#### [Assignment]
Reproduce the listing that follows with no differences at all.

#### [Given data]
//! Infrastructure adapters for external systems.

pub mod cache;
pub mod sqlite;
//! Content cache adapters.
//!
//! Two backends behind the [`ContentCache`] port:
//! - [`MokaContentCache`] - in-process TTL cache
//! - [`RedisContentCache`] - shared Redis instance

pub mod key;
pub mod moka_cache;
pub mod redis_cache;

pub use key::cache_key;
pub use moka_cache::MokaContentCache;
pub use redis_cache::RedisContentCache;

use std::sync::Arc;

use crate::domain::errors::DomainResult;
use crate::domain::models::{CacheBackend, CacheConfig};
use crate::domain::ports::ContentCache;

/// Build the configured cache backend.
pub async fn build_content_cache(config: &CacheConfig) -> DomainResult<Arc<dyn ContentCache>> {
    let cache: Arc<dyn ContentCache> = match config.backend {
        CacheBackend::Memory => Arc::new(MokaContentCache::with_capacity(config.expiration(), config.max_capacity)),
        CacheBackend::Redis => Arc::new(RedisContentCache::connect(&config.redis_url, config.expiration()).await?),
    };
    Ok(cache)
}
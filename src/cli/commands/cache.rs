//! `banner-keeper cache ...` commands.

use std::sync::Arc;

use anyhow::{bail, Context, Result};
use serde::Serialize;

use crate::cli::output::{output, CommandOutput};
use crate::domain::ports::ContentCache;

#[derive(Debug, Serialize)]
pub struct CacheOutput {
    pub success: bool,
    pub message: String,
}

impl CommandOutput for CacheOutput {
    fn to_human(&self) -> String {
        self.message.clone()
    }
}

fn require_shared(cache: &dyn ContentCache) -> Result<()> {
    if !cache.is_shared() {
        bail!(
            "The memory cache backend only lives inside this process; \
             set cache.backend to redis to manage a shared cache"
        );
    }
    Ok(())
}

/// Handle cache flush command
pub async fn handle_flush(cache: Arc<dyn ContentCache>, json: bool) -> Result<()> {
    require_shared(cache.as_ref())?;
    cache.clear().await.context("Failed to flush content cache")?;

    output(
        &CacheOutput {
            success: true,
            message: "Content cache flushed.".to_string(),
        },
        json,
    );
    Ok(())
}

/// Handle cache ping command
pub async fn handle_ping(cache: Arc<dyn ContentCache>, json: bool) -> Result<()> {
    require_shared(cache.as_ref())?;
    cache.ping().await.context("Content cache is unreachable")?;

    output(
        &CacheOutput {
            success: true,
            message: "Content cache is reachable.".to_string(),
        },
        json,
    );
    Ok(())
}
//! Process-wide wiring of the store, the content cache and both services.

use std::sync::Arc;

use anyhow::{Context, Result};
use sqlx::SqlitePool;
use tracing::info;

use crate::adapters::cache::build_content_cache;
use crate::adapters::sqlite::{initialize_database, PoolConfig, SqliteBannerRepository};
use crate::domain::models::Config;
use crate::domain::ports::{BannerRepository, ContentCache};
use crate::services::{BannerAdminService, BannerRetrievalService};

/// Shared resources for one process.
///
/// Services hold their own `Arc`s to the repository and cache, so clones of
/// either service stay valid until [`BannerApplication::shutdown`] runs.
pub struct BannerApplication {
    pool: SqlitePool,
    cache: Arc<dyn ContentCache>,
    retrieval: Arc<BannerRetrievalService>,
    admin: Arc<BannerAdminService>,
}

impl BannerApplication {
    /// Open the database, create the schema if missing, connect the cache and build the services.
    pub async fn bootstrap(config: &Config) -> Result<Self> {
        let pool = initialize_database(&config.database.url, Some(PoolConfig::from(&config.database)))
            .await
            .with_context(|| format!("Failed to initialize database at {}", config.database.url))?;

        let cache = build_content_cache(&config.cache)
            .await
            .context("Failed to build content cache")?;

        Ok(Self::from_parts(pool, cache, config))
    }

    /// Wire services over an initialized pool and a cache.
    pub fn from_parts(pool: SqlitePool, cache: Arc<dyn ContentCache>, config: &Config) -> Self {
        let repository: Arc<dyn BannerRepository> = Arc::new(SqliteBannerRepository::new(pool.clone()));
        let timeout = config.requests.timeout();

        let retrieval = Arc::new(
            BannerRetrievalService::new(repository.clone(), cache.clone()).with_request_timeout(timeout),
        );
        let admin = Arc::new(BannerAdminService::new(repository).with_request_timeout(timeout));

        info!(
            cache_backend = ?config.cache.backend,
            cache_expiration_secs = config.cache.expiration_secs,
            request_timeout_ms = config.requests.timeout_ms,
            "Banner application ready"
        );

        Self {
            pool,
            cache,
            retrieval,
            admin,
        }
    }

    pub fn retrieval(&self) -> Arc<BannerRetrievalService> {
        Arc::clone(&self.retrieval)
    }

    pub fn admin(&self) -> Arc<BannerAdminService> {
        Arc::clone(&self.admin)
    }

    pub fn cache(&self) -> Arc<dyn ContentCache> {
        Arc::clone(&self.cache)
    }

    pub const fn pool(&self) -> &SqlitePool {
        &self.pool
    }

    /// Release the cache connection and close the pool.
    pub async fn shutdown(self) {
        self.cache.shutdown().await;
        self.pool.close().await;
        info!("Banner application shut down");
    }
}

#### [Solution]
//! Infrastructure adapters for external systems.

pub mod cache;
pub mod sqlite;
//! Content cache adapters.
//!
//! Two backends behind the [`ContentCache`] port:
//! - [`MokaContentCache`] - in-process TTL cache
//! - [`RedisContentCache`] - shared Redis instance

pub mod key;
pub mod moka_cache;
pub mod redis_cache;

pub use key::cache_key;
pub use moka_cache::MokaContentCache;
pub use redis_cache::RedisContentCache;

use std::sync::Arc;

use crate::domain::errors::DomainResult;
use crate::domain::models::{CacheBackend, CacheConfig};
use crate::domain::ports::ContentCache;

/// Build the configured cache backend.
pub async fn build_content_cache(config: &CacheConfig) -> DomainResult<Arc<dyn ContentCache>> {
    let cache: Arc<dyn ContentCache> = match config.backend {
        CacheBackend::Memory => Arc::new(MokaContentCache::with_capacity(config.expiration(), config.max_capacity)),
        CacheBackend::Redis => Arc::new(RedisContentCache::connect(&config.redis_url, config.expiration()).await?),
    };
    Ok(cache)
}
filename src/cli/commands/cache.rs
//! `banner-keeper cache ...` commands.

use std::sync::Arc;

use anyhow::{bail, Context, Result};
use serde::Serialize;

use crate::cli::output::{output, CommandOutput};
use crate::domain::ports::ContentCache;

#[derive(Debug, Serialize)]
pub struct CacheOutput {
    pub success: bool,
    pub message: String,
}

impl CommandOutput for CacheOutput {
    fn to_human(&self) -> String {
        self.message.clone()
    }
}

fn require_shared(cache: &dyn ContentCache) -> Result<()> {
    if !cache.is_shared() {
        bail!(
            "The memory cache backend only lives inside this process; \
             set cache.backend to redis to manage a shared cache"
        );
    }
    Ok(())
}

/// Handle cache flush command
pub async fn handle_flush(cache: Arc<dyn ContentCache>, json: bool) -> Result<()> {
    require_shared(cache.as_ref())?;
    cache.clear().await.context("Failed to flush content cache")?;

    output(
        &CacheOutput {
            success: true,
            message: "Content cache flushed.".to_string(),
        },
        json,
    );
    Ok(())
}

/// Handle cache ping command
pub async fn handle_ping(cache: Arc<dyn ContentCache>, json: bool) -> Result<()> {
    require_shared(cache.as_ref())?;
    cache.ping().await.context("Content cache is unreachable")?;

    output(
        &CacheOutput {
            success: true,
            message: "Content cache is reachable.".to_string(),
        },
        json,
    );
    Ok(())
}
//! Process-wide wiring of the store, the content cache and both services.

use std::sync::Arc;

use anyhow::{Context, Result};
use sqlx::SqlitePool;
use tracing::info;

use crate::adapters::cache::build_content_cache;
use crate::adapters::sqlite::{initialize_database, PoolConfig, SqliteBannerRepository};
use crate::domain::models::Config;
use crate::domain::ports::{BannerRepository, ContentCache};
use crate::services::{BannerAdminService, BannerRetrievalService};

/// Shared resources for one process.
///
/// Services hold their own `Arc`s to the repository and cache, so clones of
/// either service stay valid until [`BannerApplication::shutdown`] runs.
pub struct BannerApplication {
    pool: SqlitePool,
    cache: Arc<dyn ContentCache>,
    retrieval: Arc<BannerRetrievalService>,
    admin: Arc<BannerAdminService>,
}

impl BannerApplication {
    /// Open the database, create the schema if missing, connect the cache and build the services.
    pub async fn bootstrap(config: &Config) -> Result<Self> {
        let pool = initialize_database(&config.database.url, Some(PoolConfig::from(&config.database)))
            .await
            .with_context(|| format!("Failed to initialize database at {}", config.database.url))?;

        let cache = build_content_cache(&config.cache)
            .await
            .context("Failed to build content cache")?;

        Ok(Self::from_parts(pool, cache, config))
    }

    /// Wire services over an initialized pool and a cache.
    pub fn from_parts(pool: SqlitePool, cache: Arc<dyn ContentCache>, config: &Config) -> Self {
        let repository: Arc<dyn BannerRepository> = Arc::new(SqliteBannerRepository::new(pool.clone()));
        let timeout = config.requests.timeout();

        let retrieval = Arc::new(
            BannerRetrievalService::new(repository.clone(), cache.clone()).with_request_timeout(timeout),
        );
        let admin = Arc::new(BannerAdminService::new(repository).with_request_timeout(timeout));

        info!(
            cache_backend = ?config.cache.backend,
            cache_expiration_secs = config.cache.expiration_secs,
            request_timeout_ms = config.requests.timeout_ms,
            "Banner application ready"
        );

        Self {
            pool,
            cache,
            retrieval,
            admin,
        }
    }

    pub fn retrieval(&self) -> Arc<BannerRetrievalService> {
        Arc::clone(&self.retrieval)
    }

    pub fn admin(&self) -> Arc<BannerAdminService> {
        Arc::clone(&self.admin)
    }

    pub fn cache(&self) -> Arc<dyn ContentCache> {
        Arc::clone(&self.cache)
    }

    pub const fn pool(&self) -> &SqlitePool {
        &self.pool
    }

    /// Release the cache connection and close the pool.
    pub async fn shutdown(self) {
        self.cache.shutdown().await;
        self.pool.close().await;
        info!("Banner application shut down");
    }
}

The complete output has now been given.